Barry Bonds was the obvious center of attention. The game was in his yard and he had eked out a starting role based on the vote of fans in the final week.
Bonds will break Henry Aaron’s all-time home run mark soon unless the rumored connection between the star and steroids comes to reality before then and he is suspended.
The chance of that is the primary reason commissioner of baseball Bud Selig has held off saying if he will be on hand for the “historic” moment.
Most of the public is ambivalent about Bonds and the record.
Bonds milked the moments in front of his home crowd at the All-Star game. They have remained supportive of him, while he is vilified in all other major league parks.
He took his bows, doffed his cap, and proclaimed how he would never forget the moment.
As with all things with Bonds, there is always more.
He would not participate in the home run derby, claiming age and wear and tear on his body as the reason. The ownership of the Giants wanted him to be in the derby as a way to say thinks to both the organization and the fans for their support.
Bonds did not bother to show up for the press conference on Monday where all the players met with the press by taking positions at different interview sites at the St. Francis Hotel.
Bonds could have played the full nine innings or close to it on his home field if he chose. He did not. He took his two at-bats and came out of the game. He was tired.
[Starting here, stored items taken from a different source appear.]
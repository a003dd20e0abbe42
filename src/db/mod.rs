pub mod comments;
pub mod connection;
pub mod consultants;
pub mod customers;
pub mod scans;
pub mod store;

pub use connection::{init_db, Database};
pub use store::{ListFilter, ScanOrder, ScanStore};

use crate::auth::token::generate_token;
use chrono::{DateTime, Utc};

/// Opaque, URL-safe record id.
pub fn new_id() -> String {
    generate_token(&mut rand::rngs::OsRng, 12)
}

/// Read a unix-millis column as a UTC timestamp.
pub(crate) fn millis_to_utc(idx: usize, ms: i64) -> rusqlite::Result<DateTime<Utc>> {
    DateTime::from_timestamp_millis(ms).ok_or(rusqlite::Error::IntegralValueOutOfRange(idx, ms))
}
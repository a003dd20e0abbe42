// src/db/consultants.rs
use rusqlite::{params, Connection, OptionalExtension};

use crate::db::new_id;
use crate::domain::ConsultantSummary;
use crate::errors::ServerError;

/// Insert a consultant and return its new id.
pub fn create_consultant(
    conn: &Connection,
    name: &str,
    avatar_url: Option<&str>,
    now: i64,
) -> Result<String, ServerError> {
    let name = name.trim();
    if name.is_empty() {
        return Err(ServerError::BadRequest("consultant name is required".into()));
    }

    let id = new_id();
    conn.execute(
        "insert into consultants (id, name, avatar_url, created_at) values (?, ?, ?, ?)",
        params![id, name, avatar_url, now],
    )
    .map_err(|e| ServerError::DbError(format!("insert consultant failed: {e}")))?;

    Ok(id)
}

pub fn get_consultant(
    conn: &Connection,
    id: &str,
) -> Result<Option<ConsultantSummary>, ServerError> {
    conn.query_row(
        "select id, name, avatar_url from consultants where id = ?",
        params![id],
        |row| {
            Ok(ConsultantSummary {
                id: row.get(0)?,
                name: row.get(1)?,
                avatar: row.get(2)?,
            })
        },
    )
    .optional()
    .map_err(|e| ServerError::DbError(format!("consultant lookup failed: {e}")))
}
// errors.rs
use thiserror::Error;

/// Errors originating from either the server logic
/// (routing, missing resources, auth) or downstream layers (DB, XLSX).
#[derive(Debug, Error)]
pub enum ServerError {
    #[error("Not Found")]
    NotFound,
    #[error("Bad Request: {0}")]
    BadRequest(String),
    #[error("Unauthenticated")]
    Unauthenticated,
    #[error("Database Error: {0}")]
    DbError(String),
    #[error("Spreadsheet Error: {0}")]
    XlsxError(String),
    #[error("Configuration Error: {0}")]
    Config(String),
    #[error("Internal Server Error")]
    InternalError,
}

impl ServerError {
    pub fn status_code(&self) -> u16 {
        match self {
            ServerError::NotFound => 404,
            ServerError::BadRequest(_) => 400,
            ServerError::Unauthenticated => 401,
            ServerError::DbError(_)
            | ServerError::XlsxError(_)
            | ServerError::Config(_)
            | ServerError::InternalError => 500,
        }
    }
}
mod router_tests;
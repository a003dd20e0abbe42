use crate::errors::ServerError;
use astra::{Body, Response, ResponseBuilder};
use serde_json::json;

pub type ResultResp = Result<Response, ServerError>;

/// Convert a ServerError into a JSON error response.
/// Storage details are logged, never sent to the client.
pub fn error_to_response(err: ServerError) -> Response {
    let status = err.status_code();
    let message = match &err {
        ServerError::DbError(_) | ServerError::XlsxError(_) | ServerError::Config(_) => {
            tracing::error!(error = %err, "request failed");
            "Internal Server Error".to_string()
        }
        ServerError::InternalError => {
            tracing::error!("request failed with internal error");
            err.to_string()
        }
        _ => {
            tracing::debug!(error = %err, status, "request rejected");
            err.to_string()
        }
    };

    let body = json!({ "error": message }).to_string();

    ResponseBuilder::new()
        .status(status)
        .header("Content-Type", "application/json")
        .body(Body::from(body))
        .unwrap_or_else(|_| Response::new(Body::from("Internal Server Error")))
}
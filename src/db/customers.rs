// src/db/customers.rs
use rusqlite::{params, Connection, OptionalExtension};
use serde::Deserialize;

use crate::db::new_id;
use crate::domain::CustomerSummary;
use crate::errors::ServerError;

#[derive(Debug, Clone, Default, Deserialize)]
pub struct NewCustomer {
    pub name: Option<String>,
    pub phone: Option<String>,
    pub email: Option<String>,
}

fn clean(value: &Option<String>) -> Option<&str> {
    value.as_deref().map(str::trim).filter(|s| !s.is_empty())
}

pub fn create_customer(
    conn: &Connection,
    customer: &NewCustomer,
    now: i64,
) -> Result<String, ServerError> {
    let id = new_id();
    conn.execute(
        "insert into customers (id, name, phone, email, created_at) values (?, ?, ?, ?, ?)",
        params![
            id,
            clean(&customer.name),
            clean(&customer.phone),
            clean(&customer.email).map(str::to_lowercase),
            now
        ],
    )
    .map_err(|e| ServerError::DbError(format!("insert customer failed: {e}")))?;

    Ok(id)
}

/// Customer with its total scan count.
pub fn get_customer(conn: &Connection, id: &str) -> Result<Option<CustomerSummary>, ServerError> {
    conn.query_row(
        r#"
        select c.id, c.name, c.phone, c.email,
               (select count(*) from scans s where s.customer_id = c.id)
        from customers c
        where c.id = ?
        "#,
        params![id],
        |row| {
            Ok(CustomerSummary {
                id: row.get(0)?,
                name: row.get(1)?,
                phone: row.get(2)?,
                email: row.get(3)?,
                scan_count: row.get(4)?,
            })
        },
    )
    .optional()
    .map_err(|e| ServerError::DbError(format!("customer lookup failed: {e}")))
}
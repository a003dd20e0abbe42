// src/db/scans.rs
use chrono::{DateTime, Utc};
use rusqlite::{params, Connection, OptionalExtension};
use serde::Deserialize;

use crate::db::new_id;
use crate::domain::{InterestStatus, InterestedIn};
use crate::errors::ServerError;

/// A scan about to be written. Created on QR capture and on manual
/// assignment.
#[derive(Debug, Clone, Deserialize)]
pub struct NewScan {
    pub customer_id: String,
    #[serde(default)]
    pub consultant_id: Option<String>,
    #[serde(default)]
    pub interest_status: Option<InterestStatus>,
    #[serde(default)]
    pub interested_in: Option<InterestedIn>,
    #[serde(default)]
    pub follow_up_date: Option<DateTime<Utc>>,
}

/// Partial edit of a scan's interest metadata. Absent fields are left alone.
#[derive(Debug, Clone, Default, Deserialize)]
pub struct StatusUpdate {
    #[serde(default)]
    pub interest_status: Option<InterestStatus>,
    #[serde(default)]
    pub interested_in: Option<InterestedIn>,
    #[serde(default)]
    pub follow_up_date: Option<DateTime<Utc>>,
}

impl StatusUpdate {
    pub fn is_empty(&self) -> bool {
        self.interest_status.is_none()
            && self.interested_in.is_none()
            && self.follow_up_date.is_none()
    }
}

/// Minimal projection used when carrying state between scans.
#[derive(Debug, Clone, PartialEq)]
pub struct ScanState {
    pub id: String,
    pub customer_id: String,
    pub consultant_id: Option<String>,
    pub interest_status: Option<InterestStatus>,
    pub interested_in: Option<InterestedIn>,
}

pub fn insert_scan(conn: &Connection, scan: &NewScan, now: i64) -> Result<String, ServerError> {
    let id = new_id();
    conn.execute(
        r#"
        insert into scans (
            id, customer_id, consultant_id,
            interest_status, interested_in, follow_up_date, created_at
        ) values (?, ?, ?, ?, ?, ?, ?)
        "#,
        params![
            id,
            scan.customer_id,
            scan.consultant_id,
            scan.interest_status.map(|s| s.label()),
            scan.interested_in.map(|i| i.label()),
            scan.follow_up_date.map(|d| d.timestamp_millis()),
            now
        ],
    )
    .map_err(|e| ServerError::DbError(format!("insert scan failed: {e}")))?;

    Ok(id)
}

fn state_from_row(row: &rusqlite::Row<'_>) -> rusqlite::Result<ScanState> {
    Ok(ScanState {
        id: row.get(0)?,
        customer_id: row.get(1)?,
        consultant_id: row.get(2)?,
        interest_status: row
            .get::<_, Option<String>>(3)?
            .and_then(|s| s.parse().ok()),
        interested_in: row
            .get::<_, Option<String>>(4)?
            .and_then(|s| s.parse().ok()),
    })
}

pub fn get_scan(conn: &Connection, id: &str) -> Result<Option<ScanState>, ServerError> {
    conn.query_row(
        "select id, customer_id, consultant_id, interest_status, interested_in from scans where id = ?",
        params![id],
        state_from_row,
    )
    .optional()
    .map_err(|e| ServerError::DbError(format!("scan lookup failed: {e}")))
}

/// Most recent scan for a customer (ingestion order breaks timestamp ties).
pub fn latest_scan_for_customer(
    conn: &Connection,
    customer_id: &str,
) -> Result<Option<ScanState>, ServerError> {
    conn.query_row(
        r#"
        select id, customer_id, consultant_id, interest_status, interested_in
        from scans
        where customer_id = ?
        order by created_at desc, rowid desc
        limit 1
        "#,
        params![customer_id],
        state_from_row,
    )
    .optional()
    .map_err(|e| ServerError::DbError(format!("latest scan lookup failed: {e}")))
}

/// Applies a status edit. Returns `false` when no scan has that id.
pub fn update_scan_status(
    conn: &Connection,
    id: &str,
    update: &StatusUpdate,
) -> Result<bool, ServerError> {
    let changed = conn
        .execute(
            r#"
            update scans set
                interest_status = coalesce(?2, interest_status),
                interested_in   = coalesce(?3, interested_in),
                follow_up_date  = coalesce(?4, follow_up_date)
            where id = ?1
            "#,
            params![
                id,
                update.interest_status.map(|s| s.label()),
                update.interested_in.map(|i| i.label()),
                update.follow_up_date.map(|d| d.timestamp_millis()),
            ],
        )
        .map_err(|e| ServerError::DbError(format!("update scan failed: {e}")))?;

    Ok(changed > 0)
}
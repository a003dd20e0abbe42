use rusqlite::Connection;
use std::cell::RefCell;
use std::collections::HashMap;

use crate::errors::ServerError;

const SCHEMA_SQL: &str = include_str!("../../sql/schema.sql");

// Thread-local connection slots, one per database path.
thread_local! {
    static DB_CONNS: RefCell<HashMap<String, Connection>> = RefCell::new(HashMap::new());
}

#[derive(Clone, Debug)]
pub struct Database {
    path: String,
}

impl Database {
    pub fn new(path: impl Into<String>) -> Self {
        Self { path: path.into() }
    }

    pub fn path(&self) -> &str {
        &self.path
    }

    /// Provides a mutable connection to the closure, opening it on first use
    /// in this thread.
    pub fn with_conn<F, T>(&self, f: F) -> Result<T, ServerError>
    where
        F: FnOnce(&mut Connection) -> Result<T, ServerError>,
    {
        DB_CONNS
            .try_with(|cell| {
                let mut conns = cell.borrow_mut();
                if !conns.contains_key(&self.path) {
                    let conn = Connection::open(&self.path)
                        .map_err(|e| ServerError::DbError(format!("Open DB failed: {e}")))?;
                    conn.pragma_update(None, "foreign_keys", "ON")
                        .map_err(|e| ServerError::DbError(format!("Enable foreign keys failed: {e}")))?;
                    tracing::debug!(path = %self.path, "opened sqlite connection");
                    conns.insert(self.path.clone(), conn);
                }
                let conn = conns
                    .get_mut(&self.path)
                    .ok_or(ServerError::InternalError)?;
                f(conn)
            })
            .unwrap_or_else(|_| Err(ServerError::InternalError))
    }
}

/// Apply the embedded schema. Safe to run on every start.
pub fn init_db(db: &Database) -> Result<(), ServerError> {
    db.with_conn(|conn| {
        conn.execute_batch(SCHEMA_SQL)
            .map_err(|e| ServerError::DbError(format!("Failed to apply schema: {e}")))?;
        Ok(())
    })?;

    tracing::info!(path = %db.path(), "database initialized");
    Ok(())
}

/// Current time as unix millis, the unit every timestamp column uses.
pub fn now_millis() -> i64 {
    chrono::Utc::now().timestamp_millis()
}
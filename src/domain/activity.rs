// src/domain/activity.rs

use crate::domain::scan::{InterestStatus, InterestedIn, ScanRecord};
use chrono::{DateTime, NaiveDate, TimeZone};
use serde::{Deserialize, Serialize};
use std::cmp::Ordering;
use std::str::FromStr;

/// Ordering applied after filtering.
#[derive(Debug, Clone, Copy, PartialEq, Eq, Default, Serialize, Deserialize)]
#[serde(rename_all = "kebab-case")]
pub enum SortBy {
    AlphaAsc,
    AlphaDesc,
    ScansAsc,
    ScansDesc,
    #[default]
    DateDesc,
    DateAsc,
}

impl FromStr for SortBy {
    type Err = String;

    fn from_str(s: &str) -> Result<Self, Self::Err> {
        match s.trim().to_lowercase().as_str() {
            "alpha-asc" | "a-z" => Ok(SortBy::AlphaAsc),
            "alpha-desc" | "z-a" => Ok(SortBy::AlphaDesc),
            "scans-asc" => Ok(SortBy::ScansAsc),
            "scans-desc" => Ok(SortBy::ScansDesc),
            "date-desc" | "newest" => Ok(SortBy::DateDesc),
            "date-asc" | "oldest" => Ok(SortBy::DateAsc),
            other => Err(format!("unknown sort '{other}'")),
        }
    }
}

/// Filter and sort settings for the activity list.
///
/// Every field is optional. Leaving both date bounds unset does *not* mean
/// "all dates": the list then only shows scans created today.
#[derive(Debug, Clone, Default, PartialEq)]
pub struct ActivityQuery {
    pub date_from: Option<NaiveDate>,
    pub date_to: Option<NaiveDate>,
    pub search_text: Option<String>,
    pub interested_in: Vec<InterestedIn>,
    pub interest_status: Vec<InterestStatus>,
    pub sort_by: Option<SortBy>,
}

impl ActivityQuery {
    fn matches_dates(&self, day: NaiveDate, today: NaiveDate) -> bool {
        match (self.date_from, self.date_to) {
            (None, None) => day == today,
            (from, to) => from.map_or(true, |f| day >= f) && to.map_or(true, |t| day <= t),
        }
    }

    fn matches_search(&self, record: &ScanRecord) -> bool {
        let Some(needle) = self
            .search_text
            .as_deref()
            .map(str::trim)
            .filter(|s| !s.is_empty())
        else {
            return true;
        };
        let needle = needle.to_lowercase();

        let status = record.interest_status.map(|s| s.label());
        let interested = record.interested_in.map(|i| i.label());

        [
            record.customer.name(),
            record.customer.phone(),
            record.customer.email(),
            status,
            interested,
        ]
        .into_iter()
        .flatten()
        .any(|field| field.to_lowercase().contains(&needle))
    }

    fn matches_interested_in(&self, record: &ScanRecord) -> bool {
        self.interested_in.is_empty()
            || record
                .interested_in
                .is_some_and(|v| self.interested_in.contains(&v))
    }

    fn matches_status(&self, record: &ScanRecord) -> bool {
        self.interest_status.is_empty()
            || record
                .interest_status
                .is_some_and(|v| self.interest_status.contains(&v))
    }
}

fn name_key(record: &ScanRecord) -> Option<String> {
    record.customer.name().map(str::to_lowercase)
}

/// Ascending comparator for the chosen sort. `None` keys order first, so
/// reversing puts them last.
fn compare(sort: SortBy, a: &ScanRecord, b: &ScanRecord) -> Ordering {
    match sort {
        SortBy::AlphaAsc => name_key(a).cmp(&name_key(b)),
        SortBy::AlphaDesc => name_key(b).cmp(&name_key(a)),
        SortBy::ScansAsc => a.customer.scan_count().cmp(&b.customer.scan_count()),
        SortBy::ScansDesc => b.customer.scan_count().cmp(&a.customer.scan_count()),
        SortBy::DateAsc => a.created_at.cmp(&b.created_at),
        SortBy::DateDesc => b.created_at.cmp(&a.created_at),
    }
}

/// Applies the date window (or today), search text, interested-in set and
/// status set, in that order, then a single stable sort.
///
/// `now` fixes both "today" and the time zone in which day boundaries are
/// evaluated.
pub fn filter_and_sort<Tz: TimeZone>(
    records: &[ScanRecord],
    query: &ActivityQuery,
    now: &DateTime<Tz>,
) -> Vec<ScanRecord> {
    let tz = now.timezone();
    let today = now.date_naive();

    let mut out: Vec<ScanRecord> = records
        .iter()
        .filter(|r| query.matches_dates(r.created_at.with_timezone(&tz).date_naive(), today))
        .filter(|r| query.matches_search(r))
        .filter(|r| query.matches_interested_in(r))
        .filter(|r| query.matches_status(r))
        .cloned()
        .collect();

    let sort = query.sort_by.unwrap_or_default();
    out.sort_by(|a, b| compare(sort, a, b));
    out
}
There are few, if any, who deny Bonds the stature as one of the most skilled players ever to play the game. That is the shame of the whole steroid/performance-enhancing drug thing.
He never had to do anything but play to be a Hall of Famer. If the evidence shows he in fact did use steroids, it will have been for what reason?
Bonds left the All-Star game the same way he came to it.
He is one of the game’s great players. He will probably break Aaron’s mark shortly. He will probably be a human asterisk even if he avoids direct proof of steroid use.
He took the fans’ applause and soaked in what benefited and pleased him but gave little back. He vilifies the press because it seeks answers on issues he doesn’t want to discuss.
All the while, he is kowtowed to by the press and baseball and his hometown fans.
The ring of the bat when he breaks Aaron’s mark will be hollow.
Old Town native Gary Thorne is an ESPN and ABC sportscaster.